Hukum Melagukan Ayat Al Quran ketika Berkhutbah

 VOA-ISLAM.COM- ada satu hal yang menarik perhatian saya ketika mendengar khutbah jumat, yaitu ketika sebagian khatib berdalil menggunakan ayat dengan melagukan saat membacanya, walau yang dibaca hanya dua ayat atau kurang. Bahkan sebagian mereka ada yang tidak melewatkan satu ayat pun melainkan dilagukan. Pertanyaannya, apakah perbuatan ini ada dasarnya dari sunah nabi atau perbuatan sahabat?

Faktanya, berdasarkan pencarian saya yang terbatas, saya tidak menemukan dalil yang menunjukkan perbuatan ini, baik dari sunah nabi maupun perbuatan sahabat. Bahkan saya mendapatkan banyak hadist yang menyebutkan nabi berdalil dengan ayat Al Quran, namun tidak ada keterangan bahwa beliau melagukannya.

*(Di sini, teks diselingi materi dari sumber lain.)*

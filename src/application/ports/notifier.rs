//! Notification port interface

use std::path::Path;

use async_trait::async_trait;
use thiserror::Error;

use crate::domain::Platform;

/// Notification errors
#[derive(Debug, Clone, PartialEq, Eq, Error)]
pub enum NotificationError {
    #[error("Unsupported platform: {0}")]
    UnsupportedPlatform(String),

    #[error("{platform} notification backend unavailable: {reason}")]
    BackendUnavailable { platform: Platform, reason: String },

    #[error("{platform} notification failed: {detail}")]
    SendFailed { platform: Platform, detail: String },
}

/// How a successful display call went
#[derive(Debug, Clone, PartialEq, Eq)]
pub enum Delivery {
    /// The backend reported success
    Shown,
    /// The backend raised a known false failure; the note describes it
    ShownDespiteError(String),
}

/// Port for desktop notifications
#[async_trait]
pub trait Notifier: Send + Sync {
    /// Show a desktop notification.
    ///
    /// # Arguments
    /// * `title` - The notification title
    /// * `message` - The notification body
    /// * `icon` - Optional icon file; `None` uses the backend's default
    ///
    /// # Returns
    /// How the notification was delivered, or an error
    async fn display(
        &self,
        title: &str,
        message: &str,
        icon: Option<&Path>,
    ) -> Result<Delivery, NotificationError>;
}

/// Port for selecting the notifier that serves a platform
pub trait NotifierFactory: Send + Sync {
    type Notifier: Notifier;

    /// Build the notifier for `platform`.
    fn create(&self, platform: Platform) -> Self::Notifier;
}
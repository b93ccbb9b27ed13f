//! XDG config store adapter

use std::path::PathBuf;

use async_trait::async_trait;
use tokio::fs;

use crate::application::ports::ConfigStore;
use crate::domain::config::AppConfig;
use crate::domain::error::ConfigError;

/// XDG-compliant config store
pub struct XdgConfigStore {
    path: PathBuf,
}

impl XdgConfigStore {
    /// Create a new XDG config store with default path
    pub fn new() -> Self {
        let config_dir = dirs::config_dir()
            .unwrap_or_else(|| PathBuf::from("~/.config"))
            .join("hook-notify");

        Self {
            path: config_dir.join("config.toml"),
        }
    }

    /// Create with custom path
    pub fn with_path(path: impl Into<PathBuf>) -> Self {
        Self { path: path.into() }
    }

    /// Parse TOML content into AppConfig
    fn parse_toml(content: &str) -> Result<AppConfig, ConfigError> {
        toml::from_str(content).map_err(|e| ConfigError::ParseError(e.to_string()))
    }
}

impl Default for XdgConfigStore {
    fn default() -> Self {
        Self::new()
    }
}

#[async_trait]
impl ConfigStore for XdgConfigStore {
    async fn load(&self) -> Result<AppConfig, ConfigError> {
        if !self.exists() {
            // Return empty config if file doesn't exist
            return Ok(AppConfig::empty());
        }

        let content = fs::read_to_string(&self.path)
            .await
            .map_err(|e| ConfigError::ReadError(e.to_string()))?;

        Self::parse_toml(&content)
    }

    fn path(&self) -> PathBuf {
        self.path.clone()
    }

    fn exists(&self) -> bool {
        self.path.exists()
    }
}
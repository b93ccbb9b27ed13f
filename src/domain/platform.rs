//! Host platform detection

use std::fmt;

/// Operating system families with a native notification backend
#[derive(Debug, Clone, Copy, PartialEq, Eq, Hash)]
pub enum Platform {
    Windows,
    MacOs,
    Linux,
}

impl Platform {
    /// Map an OS identifier (as in [`std::env::consts::OS`]) to a platform.
    ///
    /// Returns `None` for operating systems without a backend.
    pub fn from_os(os: &str) -> Option<Self> {
        match os {
            "windows" => Some(Self::Windows),
            "macos" => Some(Self::MacOs),
            "linux" => Some(Self::Linux),
            _ => None,
        }
    }

    /// Human-readable platform name
    pub const fn name(&self) -> &'static str {
        match self {
            Self::Windows => "Windows",
            Self::MacOs => "macOS",
            Self::Linux => "Linux",
        }
    }
}

impl fmt::Display for Platform {
    fn fmt(&self, f: &mut fmt::Formatter<'_>) -> fmt::Result {
        write!(f, "{}", self.name())
    }
}
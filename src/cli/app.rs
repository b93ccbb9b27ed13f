//! Main app runner

use std::process::ExitCode;

use crate::application::ports::ConfigStore;
use crate::application::{
    DispatchInput, DispatchNotificationUseCase, DispatchOutcome, EXIT_FAILURE, EXIT_SUCCESS,
};
use crate::domain::config::AppConfig;
use crate::domain::{HookEvent, Severity};
use crate::infrastructure::{IconLocator, NativeNotifierFactory, XdgConfigStore};

use super::args::{usage_text, Cli};
use super::hook_input::read_hook_event;
use super::presenter::Presenter;

/// Run one invocation: hook mode if stdin carries an event, legacy mode otherwise
pub async fn run(cli: Cli) -> ExitCode {
    let presenter = Presenter::new();

    let cli_config = AppConfig {
        icon: cli.icon.clone(),
        ..Default::default()
    };
    let config = load_merged_config(cli_config, &presenter).await;

    if let Some(event) = read_hook_event().await {
        return run_hook(&event, &config, cli.dry_run, &presenter).await;
    }

    let Some((notification_type, message)) = cli.legacy_pair() else {
        presenter.output(&usage_text());
        return ExitCode::from(EXIT_FAILURE);
    };

    let outcome = show_notification(
        Severity::from(notification_type),
        message,
        &config,
        cli.dry_run,
        &presenter,
    )
    .await;

    ExitCode::from(outcome.map_or(EXIT_SUCCESS, |o| o.exit_code()))
}

/// Hook mode: classify the event, then notify
async fn run_hook(
    event: &HookEvent,
    config: &AppConfig,
    dry_run: bool,
    presenter: &Presenter,
) -> ExitCode {
    let intent = event.classify();
    presenter.info(&format!("Event: {}", intent.title));

    let Some(outcome) =
        show_notification(intent.severity, &intent.message, config, dry_run, presenter).await
    else {
        return ExitCode::from(EXIT_SUCCESS);
    };

    if outcome.success {
        presenter.output("Notification sent successfully");
    } else {
        presenter.output("Notification failed");
    }
    ExitCode::from(outcome.exit_code())
}

/// Resolve and display one notification.
///
/// Returns `None` for a dry run, which stops before contacting a backend.
pub async fn show_notification(
    severity: Severity,
    message: &str,
    config: &AppConfig,
    dry_run: bool,
    presenter: &Presenter,
) -> Option<DispatchOutcome> {
    let icon = IconLocator::new().resolve(config.icon.as_deref());
    let use_case = DispatchNotificationUseCase::new(NativeNotifierFactory::new(config));

    let resolved = use_case.resolve(DispatchInput {
        severity,
        message: message.to_string(),
        icon,
    });
    presenter.resolved(&resolved);

    if dry_run {
        presenter.info("Dry run, notification not sent");
        return None;
    }

    let outcome = use_case.dispatch(&resolved).await;
    presenter.outcome(&outcome);
    Some(outcome)
}

/// Load and merge configuration from file and CLI (which includes env)
pub async fn load_merged_config(cli_config: AppConfig, presenter: &Presenter) -> AppConfig {
    let store = XdgConfigStore::new();
    let file_config = match store.load().await {
        Ok(config) => config,
        Err(e) => {
            presenter.warn(&format!("{} ({}), using defaults", e, store.path().display()));
            AppConfig::empty()
        }
    };

    // Merge: defaults < file < env/cli
    AppConfig::defaults().merge(file_config).merge(cli_config)
}
//! Configuration storage adapters

mod xdg;

pub use xdg::XdgConfigStore;
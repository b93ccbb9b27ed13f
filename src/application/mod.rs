//! Application layer - Use cases and port interfaces
//!
//! Contains the dispatch operation and trait definitions
//! for external system interactions.

pub mod dispatch;
pub mod ports;

// Re-export use cases
pub use dispatch::{
    DispatchInput, DispatchNotificationUseCase, DispatchOutcome, ResolvedNotification,
    EXIT_FAILURE, EXIT_SUCCESS,
};
//! Domain layer - Core business logic
//!
//! Contains value objects, the event classifier, and domain errors.
//! This layer has no dependencies on external systems.

pub mod config;
pub mod error;
pub mod event;
pub mod platform;
pub mod severity;
pub mod text;

// Re-export common types
pub use config::AppConfig;
pub use error::*;
pub use event::{HookEvent, NotificationIntent};
pub use platform::Platform;
pub use severity::{Severity, ALL_SEVERITIES, APP_NAME};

Sebagaimana diriwayatkan Al Bukhari dan Muslim dalam shahih mereka masing-masing dari Abdullah bin Mas’ud yang berkata, “Tatkala turun firman Allah, orang-orang yang beriman dan tidak mencampuradukkan keimanannya dengan kezaliman (QS. Al An'am:82) para sahabat mereka keberatan. Mereka bertanya pada Rasululloh, Siapakah di antara kita yang tidak menzhalimi dirinya sendiri? Maka jawab Rasululoh “ bukan itu maksudnya, tidaklah kalian telah mendengar ucapan Luqman, seorang hamba Allah yang shaleh. “Wahai putraku, janganlah kamu berbuat syirik terhadap allah! Sebab sesungguhnya kesyirikan itu adalah kedzaliman yang besar (QS Luqman : 13) maka maksut kedzaliman adalah kesyirikan” (Shahih Al Bukhari dan shahih muslim)

Anda bisa lihat sendiri dalam hadist ini, tidak disebutkan bahwa nabi melagukan ayat yang beliau baca. Begitu juga Ibnu Mas'ud. Hal seperti ini banyak sekali di dalam sunah, sekiranya itu dilakukan nabi tentu telah dinukilkan kepada kita. Bahkan ada juga hadist-hadist yang menunjukkan bahwa nabi membaca potongan ayat dari Al Quran dalam kutbahnya. Diriwayatkan bahwa nabi di atas mimbar pernah membaca ; “dan mereka berseru” wahai malik” (shahih bukhari muslim)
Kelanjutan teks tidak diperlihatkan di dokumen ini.